Assuming a power pose, or a position of strength and confidence, before beginning a workout can help you to perform better and feel more mentally prepared.
The to-do list
A to-do list can be daunting if it’s full of items that will be challenging to complete. It’s natural to start with the easy tasks and save the harder ones for last.
This means that my workouts are pushed back more and more because it takes time to get the kids ready, drive to the daycare, and get upstairs to workout. I usually get called back to the daycare to get my screaming one year old.
I find it tempting to get instant gratification from doing things like cleaning up the kitchen, doing the laundry, and pulling the weeds. But I know that the payoff from getting workouts in is worth the challenge in the long run.
Sometimes I have to get up at 5 a.m. to go to the gym before my daughters wake up for the day. On other days, I still have to take them even though the weather is bad or there’s a chance I’ll get called away from my workout 15 minutes in.
Cheating the rep and the set
It is common in CrossFit and weightlifting to neglect the form of the rep or movement, or to intentionally cheat.
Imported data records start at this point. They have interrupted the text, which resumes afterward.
use crate::config::Plant;
use crate::{dynamics, Control, ControlSeq, State};

/// Smooth force limit: `u_max * (tanh(u) / 2 + 0.5)`, componentwise.
///
/// A bijection from the reals onto `(0, u_max)`. Unlike a hard clamp it
/// keeps the whole rollout differentiable, so the optimizer can push
/// gradients through the control limit.
pub fn saturate(u_max: f64, u: &Control) -> Control {
    u.map(|v| u_max * (v.tanh() / 2.0 + 0.5))
}

/// Componentwise derivative of [`saturate`] with respect to the raw control.
pub fn saturate_slope(u_max: f64, u: &Control) -> Control {
    u.map(|v| {
        let t = v.tanh();
        u_max / 2.0 * (1.0 - t * t)
    })
}

/// Shooting rollout: apply `H` raw controls from `x0` through the dynamics.
///
/// Each control column is saturated before it reaches the plant. Returns the
/// full trajectory (`H + 1` states, `x0` first) and the saturated controls
/// actually applied; the cost needs both, and the driver steps the true
/// plant with the first saturated column. The input sequence is never
/// mutated and the trajectory is owned by the caller.
pub fn rollout<const H: usize>(
    plant: &Plant,
    x0: &State,
    raw: &ControlSeq<H>,
) -> (Vec<State>, ControlSeq<H>) {
    let mut sat = ControlSeq::<H>::zeros();
    let mut trajectory = Vec::with_capacity(H + 1);
    trajectory.push(*x0);

    let mut x = *x0;
    for k in 0..H {
        let v = saturate(plant.u_max, &raw.column(k).into_owned());
        x = dynamics::step(plant, &x, &v);
        trajectory.push(x);
        sat.set_column(k, &v);
    }
    (trajectory, sat)
}

#[cfg(test)]
mod tests {
    use approx::assert_relative_eq;

    use super::*;

    #[test]
    fn saturation_stays_inside_the_open_interval() {
        let u_max = 2.0;
        // tanh rounds to exactly +-1 beyond |u| ~ 19, so the strictly-open
        // bound is checked where f64 can still resolve it, and the closed
        // bound plus finiteness everywhere else.
        for raw in [-18.0, -5.0, -1.0, 0.0, 1.0, 5.0, 18.0] {
            let v = saturate(u_max, &Control::new(raw, -raw));
            assert!(v[0] > 0.0 && v[0] < u_max, "sat({raw}) = {} out of range", v[0]);
            assert!(v[1] > 0.0 && v[1] < u_max);
        }
        for raw in [-1e9, -100.0, 100.0, 1e9] {
            let v = saturate(u_max, &Control::new(raw, -raw));
            assert!(v.iter().all(|x| x.is_finite() && *x >= 0.0 && *x <= u_max));
        }
    }

    #[test]
    fn saturation_is_monotonic_with_midpoint_at_zero() {
        let u_max = 2.0;
        assert_relative_eq!(saturate(u_max, &Control::zeros())[0], u_max / 2.0);

        let mut prev = f64::NEG_INFINITY;
        let mut raw = -15.0;
        while raw <= 15.0 {
            let v = saturate(u_max, &Control::new(raw, 0.0))[0];
            assert!(v > prev, "saturation not increasing at {raw}");
            prev = v;
            raw += 0.25;
        }
    }

    #[test]
    fn slope_matches_finite_differences() {
        let u_max = 2.0;
        let h = 1e-6;
        for raw in [-3.0, -0.7, 0.0, 0.4, 2.5] {
            let u = Control::new(raw, raw / 2.0);
            let slope = saturate_slope(u_max, &u);
            for i in 0..2 {
                let mut up = u;
                let mut um = u;
                up[i] += h;
                um[i] -= h;
                let fd = (saturate(u_max, &up)[i] - saturate(u_max, &um)[i]) / (2.0 * h);
                assert_relative_eq!(slope[i], fd, epsilon = 1e-8, max_relative = 1e-6);
            }
        }
    }

    #[test]
    fn rollout_has_one_more_state_than_controls() {
        const H: usize = 12;
        let plant = Plant::default();
        let raw = ControlSeq::<H>::from_fn(|i, j| 0.1 * (i as f64 - j as f64));
        let (trajectory, sat) = rollout(&plant, &State::zeros(), &raw);
        assert_eq!(trajectory.len(), H + 1);
        assert_eq!(sat.ncols(), H);
        assert_eq!(trajectory[0], State::zeros());
    }

    #[test]
    fn rollout_is_reproducible() {
        const H: usize = 6;
        let plant = Plant::default();
        let x0 = State::new(0.1, 0.2, -0.3, 0.0, 0.0, 0.1);
        let raw = ControlSeq::<H>::from_element(0.3);
        let (ta, sa) = rollout(&plant, &x0, &raw);
        let (tb, sb) = rollout(&plant, &x0, &raw);
        assert_eq!(ta, tb);
        assert_eq!(sa, sb);
    }
}
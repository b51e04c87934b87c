use anyhow::{ensure, Result};
use nalgebra as na;

use crate::State;

/// Physical constants of the planar birotor and the integration step.
#[derive(Debug, Clone, Copy)]
pub struct Plant {
    /// Vehicle mass [kg].
    pub mass: f64,
    /// Moment of inertia about the body axis [kg m^2].
    pub inertia: f64,
    /// Gravitational acceleration [m/s^2].
    pub gravity: f64,
    /// Rotor arm length [m].
    pub arm: f64,
    /// Upper bound of the smooth force saturation [N].
    pub u_max: f64,
    /// Integration time step [s].
    pub dt: f64,
}

impl Default for Plant {
    fn default() -> Self {
        Self {
            mass: 0.1,
            inertia: 0.1,
            gravity: 9.81,
            arm: 0.1,
            u_max: 2.0,
            dt: 0.1,
        }
    }
}

impl Plant {
    pub fn validate(&self) -> Result<()> {
        ensure!(self.mass > 0.0, "mass must be positive, got {}", self.mass);
        ensure!(
            self.inertia > 0.0,
            "inertia must be positive, got {}",
            self.inertia
        );
        ensure!(self.arm > 0.0, "arm must be positive, got {}", self.arm);
        ensure!(
            self.u_max > 0.0,
            "u_max must be positive, got {}",
            self.u_max
        );
        ensure!(self.dt > 0.0, "dt must be positive, got {}", self.dt);
        Ok(())
    }
}

/// Quadratic cost weights and the tracking target.
#[derive(Debug, Clone)]
pub struct Weights {
    /// Stage state weight.
    pub q: na::Matrix6<f64>,
    /// Terminal state weight.
    pub qf: na::Matrix6<f64>,
    /// Stage effort weight on the saturated controls.
    pub r: na::Matrix2<f64>,
    /// Desired state.
    pub target: State,
}

impl Default for Weights {
    fn default() -> Self {
        let q = na::Matrix6::from_diagonal(&na::Vector6::new(1.0, 1.0, 5.0, 0.1, 0.1, 0.1));
        Self {
            q,
            qf: 10.0 * q,
            r: na::Matrix2::from_diagonal_element(0.01),
            // One full turn: equivalent to upright but forces the optimizer
            // to plan a rotation rather than sit at the trivial optimum.
            target: State::new(0.0, 0.0, std::f64::consts::TAU, 0.0, 0.0, 0.0),
        }
    }
}

impl Weights {
    pub fn validate(&self) -> Result<()> {
        ensure!(self.target.iter().all(|v| v.is_finite()), "target must be finite");
        ensure_psd_6("Q", &self.q)?;
        ensure_psd_6("Q_f", &self.qf)?;
        ensure!(
            (self.r - self.r.transpose()).norm() <= 1e-9,
            "R must be symmetric"
        );
        ensure!(
            self.r.symmetric_eigenvalues().iter().all(|&l| l >= -1e-9),
            "R must be positive semi-definite"
        );
        Ok(())
    }
}

fn ensure_psd_6(name: &str, m: &na::Matrix6<f64>) -> Result<()> {
    ensure!((m - m.transpose()).norm() <= 1e-9, "{name} must be symmetric");
    ensure!(
        m.symmetric_eigenvalues().iter().all(|&l| l >= -1e-9),
        "{name} must be positive semi-definite"
    );
    Ok(())
}

/// Hyperparameters of the annealed Langevin sampler.
#[derive(Debug, Clone, Copy)]
pub struct Anneal {
    /// Step size at the start of a control cycle.
    pub step_size: f64,
    /// Geometric decay applied after every inner iteration, in (0, 1].
    pub decay: f64,
    /// Inner iterations per control cycle.
    pub iters: usize,
    /// Gain on the gradient term relative to the injected noise.
    pub j_scale: f64,
    /// Root seed for the per-candidate random streams.
    pub seed: u64,
    /// Continue the anneal schedule across cycles instead of resetting
    /// `step_size` each cycle. Off by default: re-exploring each shifted
    /// horizon is the behavior the controller was tuned with.
    pub carry_anneal: bool,
}

impl Default for Anneal {
    fn default() -> Self {
        Self {
            step_size: 0.02,
            decay: 0.95,
            iters: 100,
            j_scale: 0.01,
            seed: 0,
            carry_anneal: false,
        }
    }
}

impl Anneal {
    pub fn validate(&self) -> Result<()> {
        ensure!(
            self.step_size > 0.0,
            "step_size must be positive, got {}",
            self.step_size
        );
        ensure!(
            self.decay > 0.0 && self.decay <= 1.0,
            "decay must be in (0, 1], got {}",
            self.decay
        );
        ensure!(self.iters > 0, "iters must be positive");
        ensure!(
            self.j_scale > 0.0,
            "j_scale must be positive, got {}",
            self.j_scale
        );
        Ok(())
    }
}
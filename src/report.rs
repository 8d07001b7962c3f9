use std::fmt::Write;

use crate::models::{AggregateSnapshot, WordCount};

fn share(count: usize, total: usize) -> f64 {
    if total == 0 {
        0.0
    } else {
        count as f64 * 100.0 / total as f64
    }
}

fn bar(count: usize) -> String {
    "█".repeat(count.min(40))
}

const SPARKS: [char; 8] = ['▁', '▂', '▃', '▄', '▅', '▆', '▇', '█'];
const TREND_WIDTH: usize = 60;

/// One glyph per record over the latest `TREND_WIDTH` records, low is negative.
fn sparkline(trend: &[f64]) -> String {
    let start = trend.len().saturating_sub(TREND_WIDTH);
    trend[start..]
        .iter()
        .map(|value| {
            let level = ((value.clamp(-1.0, 1.0) + 1.0) / 2.0 * 7.0).round() as usize;
            SPARKS[level.min(SPARKS.len() - 1)]
        })
        .collect()
}

pub fn build_dashboard(snapshot: &AggregateSnapshot, words: &[WordCount]) -> String {
    let mut output = String::new();

    let _ = writeln!(output, "# LivePulse Dashboard");
    let _ = writeln!(output);

    if snapshot.total == 0 {
        let _ = writeln!(output, "No feedback yet. Ask the audience to submit some!");
        return output;
    }

    let buckets = &snapshot.buckets;
    let _ = writeln!(output, "## Quick Stats");
    let _ = writeln!(output, "- Total feedbacks: {}", snapshot.total);
    let _ = writeln!(output, "- Average rating: {:.2}", snapshot.mean_rating);
    let _ = writeln!(
        output,
        "- Sentiment: 👍 {} | 😐 {} | 👎 {}",
        buckets.positive, buckets.neutral, buckets.negative
    );
    let _ = writeln!(output);
    let _ = writeln!(output, "**Overall Mood:** {}", snapshot.mood.label());

    let _ = writeln!(output);
    let _ = writeln!(output, "## Sentiment Distribution");
    for (label, count) in [
        ("😃 Happy", buckets.positive),
        ("😐 Neutral", buckets.neutral),
        ("😔 Sad", buckets.negative),
    ] {
        let _ = writeln!(
            output,
            "- {}: {} ({:.1}%)",
            label,
            count,
            share(count, buckets.total())
        );
    }

    let _ = writeln!(output);
    let _ = writeln!(output, "## Sentiment Trend");
    let _ = writeln!(output, "`{}`", sparkline(&snapshot.sentiment_trend));
    let _ = writeln!(
        output,
        "oldest to newest, last {} of {} submissions",
        snapshot.sentiment_trend.len().min(TREND_WIDTH),
        snapshot.sentiment_trend.len()
    );

    let _ = writeln!(output);
    let _ = writeln!(output, "## Ratings Distribution");
    for (index, count) in snapshot.rating_histogram.iter().enumerate() {
        let _ = writeln!(output, "- {} ⭐ {:>3} {}", index + 1, count, bar(*count));
    }

    let _ = writeln!(output);
    let _ = writeln!(output, "## Emoji Reactions");
    for entry in &snapshot.emoji_counts {
        let _ = writeln!(output, "- {}: {}", entry.emoji, entry.count);
    }

    let _ = writeln!(output);
    let _ = writeln!(output, "## Ratings per Emoji");
    let _ = writeln!(output, "| Emoji | 1 | 2 | 3 | 4 | 5 |");
    let _ = writeln!(output, "|---|---|---|---|---|---|");
    for entry in &snapshot.rating_by_emoji {
        let cells: Vec<String> = entry.histogram.iter().map(|c| c.to_string()).collect();
        let _ = writeln!(output, "| {} | {} |", entry.emoji, cells.join(" | "));
    }

    let _ = writeln!(output);
    let _ = writeln!(output, "## Live Comments Feed");
    for record in &snapshot.recent {
        let comment = if record.comment.is_empty() {
            "_(no comment)_".to_string()
        } else {
            record.comment.replace('\n', " ")
        };
        let _ = writeln!(
            output,
            "- **{} ({})**: {}  \n  ⭐ {} | 🕒 {} | sentiment {:.2}",
            record.name, record.emoji, comment, record.rating, record.timestamp, record.sentiment
        );
    }

    let _ = writeln!(output);
    let _ = writeln!(output, "## Audience Word Cloud");
    if words.is_empty() {
        let _ = writeln!(output, "No comment words yet.");
    } else {
        let cloud: Vec<String> = words
            .iter()
            .map(|w| format!("{} ({})", w.word, w.count))
            .collect();
        let _ = writeln!(output, "{}", cloud.join(", "));
    }

    let _ = writeln!(output);
    let _ = writeln!(output, "## Simple Insights");
    let _ = writeln!(output, "Average sentiment: {:.3}", snapshot.mean_sentiment);

    output
}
All too often, people waste their time working out inefficiently. Why bother spending an hour working out if you’re just going to half-heartedly squat or do pull-ups with bad form? You’re not going to get any benefits from this type of workout.
Working with a coach can help you learn the proper way to do things and be held accountable for your actions.
It was tough to learn this lesson after years of CrossFit, but it’s essential to take breaks if you want to get stronger and lift heavier.
Starting Strength is a linear progression program created by Mark Rippetoe. Novice athletes follow a schedule of squatting three sets of five reps, three days per week with one full day of rest in between. Each session, they add five pounds to their squat. This continues until they reach a weight where they can no longer do the required reps, at which point the sets and reps change, but the recovery time often stays constant or increases.
The goal of lifting is to get stronger, so your body needs time to repair the muscles between sessions to be effective.
You’re not having fun
Workouts should be challenging, but they should not make you dread their arrival or hate your life. Taking on a workout routine needn’t require Norwegian death metal, head butting the power rack until a mild concussion sets in, and the reception of three to five hard slaps to the face to get you psyched up. If not having fun is your thing, cool. What I’ve found, though, is that the perpetually hard and miserable and bad workout routine is a recipe for disaster and ruin. Remember what I always say: I train so I can play. If you can make your workouts look and feel like playing, even better.
You’ve forgotten about mobility.
If you want to be as fit as possible, you need to focus on your joint mobility. This will allow you to generate more power and avoid injuries.
Fear of failure, and success
About a couple weeks ago, I read a post by Amiyrah Martin recognizing that her self-sabotaging habits were stemming from a fear of success.
In her post, she writes that success is inevitable, but people often try to get in its way. She says that people lie to themselves about not needing more success because they don’t want to lose friends or family members who aren’t ready to reach the same level.
Whenever I see someone succeed at something they’ve worked hard for, it feels like a punch in the gut. I often tell myself “I look good enough” or “I’m happy with where I’m at” even though I know I could do more and want more. I shouldn’t have to apologize for that. I have to work for that.